*** DATA FOR REVIEW Section Begins ***
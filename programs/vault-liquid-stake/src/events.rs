use anchor_lang::prelude::*;

#[event]
pub struct DepositEvent {
    pub user: Pubkey,
    pub receiver: Pubkey,
    pub deposit_amount: u64,
    pub staked_amount: u64,
    pub receipt_units: u64,
    pub minted_shares: u64,
    pub refunded_lamports: u64,
    pub share_mint: Pubkey,
    pub total_shares: u64,
    pub totals_last_update_slot: u64,
}

#[event]
pub struct MintEvent {
    pub user: Pubkey,
    pub receiver: Pubkey,
    pub shares: u64,
    pub assets_paid: u64,
    pub share_mint: Pubkey,
    pub total_shares: u64,
    pub totals_last_update_slot: u64,
}

#[event]
pub struct WithdrawEvent {
    pub user: Pubkey,
    pub owner: Pubkey,
    pub receiver: Pubkey,
    pub gross_assets: u64,
    pub net_assets: u64,
    pub fee_retained: u64,
    pub shares_burned: u64,
    pub total_shares: u64,
    pub totals_last_update_slot: u64,
}

#[event]
pub struct RedeemEvent {
    pub user: Pubkey,
    pub owner: Pubkey,
    pub receiver: Pubkey,
    pub shares_burned: u64,
    pub gross_value: u64,
    pub redeemed_assets: u64,
    pub fee_retained: u64,
    pub total_shares: u64,
    pub totals_last_update_slot: u64,
}

#[event]
pub struct WithdrawalRequested {
    pub request_id: u64,
    pub amount: u64,
    pub owner: Pubkey,
}

#[event]
pub struct WithdrawalClaimed {
    pub request_id: u64,
    pub claimed_lamports: u64,
}

#[event]
pub struct FeeBasisPointsUpdated {
    pub admin: Pubkey,
    pub old_fee_bps: u16,
    pub new_fee_bps: u16,
}

#[event]
pub struct VaultMigrated {
    pub admin: Pubkey,
    pub from_version: u8,
    pub to_version: u8,
    pub total_shares: u64,
}
use crate::profile::ProfileError;
use rand::{Rng, RngCore};
use serde::Deserialize;

/// Per-invocation probabilities of the stochastic stage failures.
#[derive(Debug, Clone, Copy, PartialEq, Deserialize)]
#[serde(default, deny_unknown_fields)]
pub struct FailureOdds {
    /// System malfunction during pre-launch checks.
    pre_launch: f64,
    /// Engine flameout, rolled every stage 1 tick.
    flameout: f64,
    /// Onset of a fuel leak, rolled every stage 2 tick until one occurs.
    fuel_leak: f64,
}

impl Default for FailureOdds {
    fn default() -> Self { Self { pre_launch: 0.006, flameout: 0.001, fuel_leak: 0.005 } }
}

impl FailureOdds {
    /// Deterministic odds: nothing ever fails.
    pub const NONE: FailureOdds = FailureOdds { pre_launch: 0.0, flameout: 0.0, fuel_leak: 0.0 };

    pub fn new(pre_launch: f64, flameout: f64, fuel_leak: f64) -> Result<Self, ProfileError> {
        let odds = Self { pre_launch, flameout, fuel_leak };
        odds.validate()?;
        Ok(odds)
    }

    pub fn validate(&self) -> Result<(), ProfileError> {
        let all = [
            ("pre_launch", self.pre_launch),
            ("flameout", self.flameout),
            ("fuel_leak", self.fuel_leak),
        ];
        match all.iter().find(|(_, p)| !(0.0..=1.0).contains(p)) {
            Some((key, p)) => Err(ProfileError::Invalid(format!(
                "failure_odds.{key} must lie within [0, 1], got {p}"
            ))),
            None => Ok(()),
        }
    }

    pub fn pre_launch(&self) -> f64 { self.pre_launch }
    pub fn flameout(&self) -> f64 { self.flameout }
    pub fn fuel_leak(&self) -> f64 { self.fuel_leak }

    /// Draws a single Bernoulli trial with probability `p`.
    pub(crate) fn roll(p: f64, rng: &mut dyn RngCore) -> bool { rng.random_bool(p.clamp(0.0, 1.0)) }
}
use super::{MissionConsole, MissionLog};
use crate::{
    mission::{MissionController, MissionOutcome},
    mode_control::Stage,
    profile::TomlProfileLoader,
};
use rand::{SeedableRng, rngs::StdRng};
use std::{sync::Arc, time::Duration};
use tempfile::TempDir;

const LEO_NO_FAILURES: &str = r#"
initial_mass_kg = 550000.0
fuel_mass_kg = 480000.0
stage1_dry_mass_kg = 25000.0
stage1_thrust_n = 9.0e6
stage2_thrust_n = 1.8e6
stage1_burn_rate_kg_s = 2800.0
stage2_burn_rate_kg_s = 450.0
stage_separation_altitude_m = 70000.0
target_altitude_km = 400.0
target_speed_kmh = 8500.0

[failure_odds]
pre_launch = 0.0
flameout = 0.0
fuel_leak = 0.0
"#;

/// Keeps the background runner from ticking while a scripted session runs.
const IDLE_TICK: Duration = Duration::from_secs(3600);

struct Session {
    dir: TempDir,
    controller: Arc<MissionController>,
}

impl Session {
    fn new() -> Self {
        let dir = TempDir::new().unwrap();
        std::fs::write(dir.path().join("leo.toml"), LEO_NO_FAILURES).unwrap();
        let loader = Arc::new(TomlProfileLoader::new(dir.path()));
        let rng = Box::new(StdRng::seed_from_u64(7));
        let controller = Arc::new(MissionController::new(loader, "leo", rng).unwrap());
        Self { dir, controller }
    }

    /// Runs the console over `script` and returns the log records without
    /// their timestamps.
    async fn run(&self, script: &str) -> Vec<String> {
        let log_path = self.dir.path().join("mission_log.txt");
        let log = MissionLog::create(&log_path).await;
        let console = MissionConsole::new(Arc::clone(&self.controller), log, IDLE_TICK).await;
        console.run(script.as_bytes()).await;
        std::fs::read_to_string(&log_path)
            .unwrap()
            .lines()
            .map(|line| line.split_once("] ").unwrap().1.to_string())
            .collect()
    }
}

fn count(records: &[String], record: &str) -> usize {
    records.iter().filter(|r| *r == record).count()
}

#[tokio::test]
async fn test_scripted_mission_reaches_orbit() {
    let session = Session::new();
    let records =
        session.run("start_checks\n\nlaunch\nfast_forward 10000\nstatus\nexit\nlaunch\n").await;

    assert_eq!(records[0], "[INIT] Mission console started with profile 'leo'.");
    assert_eq!(count(&records, "[COMMAND] launch"), 1);
    assert_eq!(count(&records, "[STATUS] All systems are 'Go' for launch."), 1);
    assert_eq!(count(&records, "[STATUS] Launch initiated. T-minus zero!"), 1);
    assert_eq!(
        count(&records, "[STATUS] Stage 1 complete. Separating stage. Entering Stage 2."),
        1
    );
    assert_eq!(count(&records, "[STATUS] Orbit achieved! Mission Successful."), 1);
    // once from the mission itself, once on request
    assert_eq!(count(&records, "[STATUS] MISSION SUCCESSFUL"), 2);
    assert_eq!(
        records.last().unwrap(),
        "[COMMAND] exit received. Simulation terminated by user."
    );
    assert!(records.iter().all(|r| !r.starts_with("[ERROR]")));
    assert_eq!(session.controller.outcome().await, MissionOutcome::Success);
}

#[tokio::test]
async fn test_rejected_commands_are_logged() {
    let session = Session::new();
    let records = session.run("launch\nabort\nfast_forward ten\nfast_forward 5\n").await;

    assert_eq!(
        count(
            &records,
            "[ERROR] Mission Control Error: Pre-launch checks not complete. Type 'start_checks' first."
        ),
        1
    );
    assert_eq!(
        count(&records, "[ERROR] Invalid command 'abort'. Type 'help' for the available commands."),
        1
    );
    assert_eq!(
        count(&records, "[ERROR] Invalid number of seconds for fast_forward: 'ten'."),
        1
    );
    assert_eq!(
        count(&records, "[ERROR] Mission Control Error: Cannot fast_forward before launch."),
        1
    );
    assert_eq!(session.controller.stage().await, Stage::PreLaunch);
    assert!(session.controller.is_mission_active().await);
}

#[tokio::test]
async fn test_reset_starts_over() {
    let session = Session::new();
    let records = session.run("start_checks\nlaunch\nfast_forward 20\nreset\nstatus\n").await;

    assert_eq!(count(&records, "[INIT] Mission reset."), 1);
    assert_eq!(
        records.last().unwrap(),
        "[STATUS] Stage: 0, Fuel: 100.0%, Altitude: 0.0 km, Speed: 0 km/h"
    );
    assert_eq!(session.controller.stage().await, Stage::PreLaunch);
    assert!(!session.controller.checks_complete().await);
    assert_eq!(session.controller.flight_snapshot().await.elapsed_s(), 0);
}

#[tokio::test]
async fn test_failed_reset_keeps_mission() {
    let session = Session::new();
    let script = "start_checks\nlaunch\nfast_forward 3\n";
    session.run(script).await;
    std::fs::remove_file(session.dir.path().join("leo.toml")).unwrap();

    let records = session.run("reset\n").await;
    assert!(records.last().unwrap().starts_with("[ERROR] Profile Error: cannot find profile 'leo'"));
    assert_eq!(session.controller.stage().await, Stage::AscentStage1);
    assert_eq!(session.controller.flight_snapshot().await.elapsed_s(), 3);
}

#[tokio::test]
async fn test_closed_consoles_release_their_observer() {
    let session = Session::new();
    for _ in 0..3 {
        session.run("status\n").await;
    }
    assert_eq!(session.controller.observer_count().await, 0);
}
//! The operator facing side of the simulator: command parsing, the interactive
//! console loop, runtime settings and the durable mission log.

mod command;
mod console_error;
mod console_settings;
mod mission_console;
mod mission_log;
#[cfg(test)]
mod tests;

pub use command::Command;
pub use console_error::ConsoleError;
pub use console_settings::ConsoleSettings;
pub use mission_console::MissionConsole;
pub use mission_log::{LogKind, MissionLog};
*** DATA FOR REVIEW Section Ends ***
■ PROBLEM TO WORK ON
Looking at the material above, say how many of its lines include "find", and give nothing besides the number.

■ EXPECTED ANSWER
2